その目は鋭く細められ、鳥が飛び立っていった方角とは真逆へと向けられています。
「多分、何が起こっているのかも、犯人も分かっていますから。」
爆発音の原因を知っているから落ち着いても大丈夫だとオリヴィア姫は口にしました。
そこに、一人の侍女が走り寄り、何かをオリヴィア姫の耳元で報告していきました。
「やっぱり予想通りですね。エリザ嬢、朝食はもう大丈夫ですか?」
侍女の報告がオリヴィア姫の考えていた通りだったらしく、呆れ顔で溜息を吐き出したオリヴィア姫が私に問い掛けてきました。
まだまだテーブルの上には用意されたものが多く残っていましたが、お腹も充分に満足していましたし、何より爆発音が何だったのかが気になって、それどころではありません。
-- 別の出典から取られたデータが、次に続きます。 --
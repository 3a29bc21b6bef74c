//! Key/value cache backends with TTL
//!
//! Provides:
//! - Redis backend with pipelined multi-get / multi-set
//! - In-process backend for tests and single-node runs
//! - Key builders for cached availability

use crate::config::RedisConfig;
use crate::errors::{AppError, Result};
use async_trait::async_trait;
use redis::{aio::MultiplexedConnection, Client};
use std::collections::HashMap;
use std::time::{Duration, Instant};
use tokio::sync::RwLock;
use tracing::debug;

/// String cache with per-entry TTL
#[async_trait]
pub trait CacheBackend: Send + Sync {
    /// Fetch many keys at once; the result is positionally aligned with `keys`
    async fn get_many(&self, keys: &[String]) -> Result<Vec<Option<String>>>;

    /// Store many entries with one TTL
    async fn set_many(&self, entries: &[(String, String)], ttl: Duration) -> Result<()>;

    /// Backend name used in logs and metrics
    fn name(&self) -> &str;
}

/// Redis cache client
pub struct RedisCache {
    connection: RwLock<MultiplexedConnection>,
    key_prefix: String,
}

impl RedisCache {
    /// Create a new cache client
    pub async fn new(config: &RedisConfig) -> Result<Self> {
        let url = config.url.as_deref().ok_or_else(|| AppError::Configuration {
            message: "redis.url is required for the redis cache".to_string(),
        })?;

        let client = Client::open(url).map_err(|e| AppError::CacheError {
            message: format!("Failed to create Redis client: {}", e),
        })?;

        let connection = client
            .get_multiplexed_async_connection()
            .await
            .map_err(|e| AppError::CacheError {
                message: format!("Failed to connect to Redis: {}", e),
            })?;

        Ok(Self::with_connection(connection, &config.key_prefix))
    }

    /// Wrap an existing connection
    pub fn with_connection(connection: MultiplexedConnection, key_prefix: &str) -> Self {
        Self {
            connection: RwLock::new(connection),
            key_prefix: key_prefix.to_string(),
        }
    }

    /// Build a prefixed key
    fn key(&self, key: &str) -> String {
        format!("{}:{}", self.key_prefix, key)
    }

    /// Ping Redis to check connectivity
    pub async fn ping(&self) -> Result<()> {
        let mut conn = self.connection.write().await;
        redis::cmd("PING")
            .query_async::<String>(&mut *conn)
            .await
            .map_err(|e| AppError::CacheError {
                message: format!("Redis ping failed: {}", e),
            })?;
        Ok(())
    }
}

#[async_trait]
impl CacheBackend for RedisCache {
    async fn get_many(&self, keys: &[String]) -> Result<Vec<Option<String>>> {
        if keys.is_empty() {
            return Ok(Vec::new());
        }

        let mut pipe = redis::pipe();
        for key in keys {
            pipe.get(self.key(key));
        }

        let mut conn = self.connection.write().await;
        let values: Vec<Option<String>> = pipe
            .query_async(&mut *conn)
            .await
            .map_err(|e| AppError::CacheError {
                message: format!("Failed to get {} keys: {}", keys.len(), e),
            })?;

        debug!(requested = keys.len(), "Cache multi-get");
        Ok(values)
    }

    async fn set_many(&self, entries: &[(String, String)], ttl: Duration) -> Result<()> {
        if entries.is_empty() {
            return Ok(());
        }

        let mut pipe = redis::pipe();
        for (key, value) in entries {
            pipe.set_ex(self.key(key), value, ttl.as_secs().max(1)).ignore();
        }

        let mut conn = self.connection.write().await;
        pipe.query_async::<()>(&mut *conn)
            .await
            .map_err(|e| AppError::CacheError {
                message: format!("Failed to set {} keys: {}", entries.len(), e),
            })?;

        debug!(count = entries.len(), ttl_secs = ttl.as_secs(), "Cache multi-set");
        Ok(())
    }

    fn name(&self) -> &str {
        "redis"
    }
}

/// In-process cache with lazy expiry
#[derive(Default)]
pub struct MemoryCache {
    entries: RwLock<HashMap<String, (String, Instant)>>,
}

impl MemoryCache {
    pub fn new() -> Self {
        Self::default()
    }

    /// Number of stored entries, expired ones included
    pub async fn len(&self) -> usize {
        self.entries.read().await.len()
    }

    /// Store a raw value, bypassing serialization
    pub async fn insert_raw(&self, key: &str, value: &str, ttl: Duration) {
        self.entries
            .write()
            .await
            .insert(key.to_string(), (value.to_string(), Instant::now() + ttl));
    }
}

#[async_trait]
impl CacheBackend for MemoryCache {
    async fn get_many(&self, keys: &[String]) -> Result<Vec<Option<String>>> {
        let now = Instant::now();
        let entries = self.entries.read().await;
        Ok(keys
            .iter()
            .map(|key| {
                entries
                    .get(key)
                    .filter(|(_, expires_at)| *expires_at > now)
                    .map(|(value, _)| value.clone())
            })
            .collect())
    }

    async fn set_many(&self, entries: &[(String, String)], ttl: Duration) -> Result<()> {
        let expires_at = Instant::now() + ttl;
        let mut map = self.entries.write().await;
        map.retain(|_, (_, exp)| *exp > Instant::now());
        for (key, value) in entries {
            map.insert(key.clone(), (value.clone(), expires_at));
        }
        Ok(())
    }

    fn name(&self) -> &str {
        "memory"
    }
}

/// Cache key builder helpers
pub mod keys {
    /// Cached availability of one format of one provider item
    pub fn availability(
        provider: &str,
        library_system: &str,
        provider_item_id: &str,
        format: &str,
    ) -> String {
        format!(
            "availability:{}:{}:{}:{}",
            provider, library_system, provider_item_id, format
        )
    }
}

#[cfg(test)]
mod tests {
    use super::*;

    #[test]
    fn test_key_builders() {
        assert_eq!(
            keys::availability("fixture", "lapl", "od-1", "ebook"),
            "availability:fixture:lapl:od-1:ebook"
        );
    }

    #[tokio::test]
    async fn test_memory_cache_round_trip() {
        let cache = MemoryCache::new();
        cache
            .set_many(&[("a".to_string(), "1".to_string())], Duration::from_secs(60))
            .await
            .unwrap();

        let values = cache.get_many(&["a".to_string(), "b".to_string()]).await.unwrap();
        assert_eq!(values, vec![Some("1".to_string()), None]);
    }

    #[tokio::test]
    async fn test_memory_cache_expires_entries() {
        let cache = MemoryCache::new();
        cache.insert_raw("gone", "x", Duration::ZERO).await;

        let values = cache.get_many(&["gone".to_string()]).await.unwrap();
        assert_eq!(values, vec![None]);
    }
}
頭に過ぎったのは、侍女に案内されて席に着いた時にオリヴィア姫が言っていた事でした。
テイガ兄様が訓練場へイザークとアルト先生を連れて行った。
扱く。
お仕置きの前置き。
多分、私の行き着いた予想はあっているのだと思います。
爆発音と揺れの原因は、テイガ兄様なのか、イザークなのか。それとも、サルドの誰かなのか。
きっと、訓練場の地面くらいは抉れているだろう、と。
サルドの領地では常日頃の見慣れた光景を思い出し、訓練とは名ばかりの破壊行為を行なっているであろう家族達の所業を思い、申し訳ない気持ちになりました。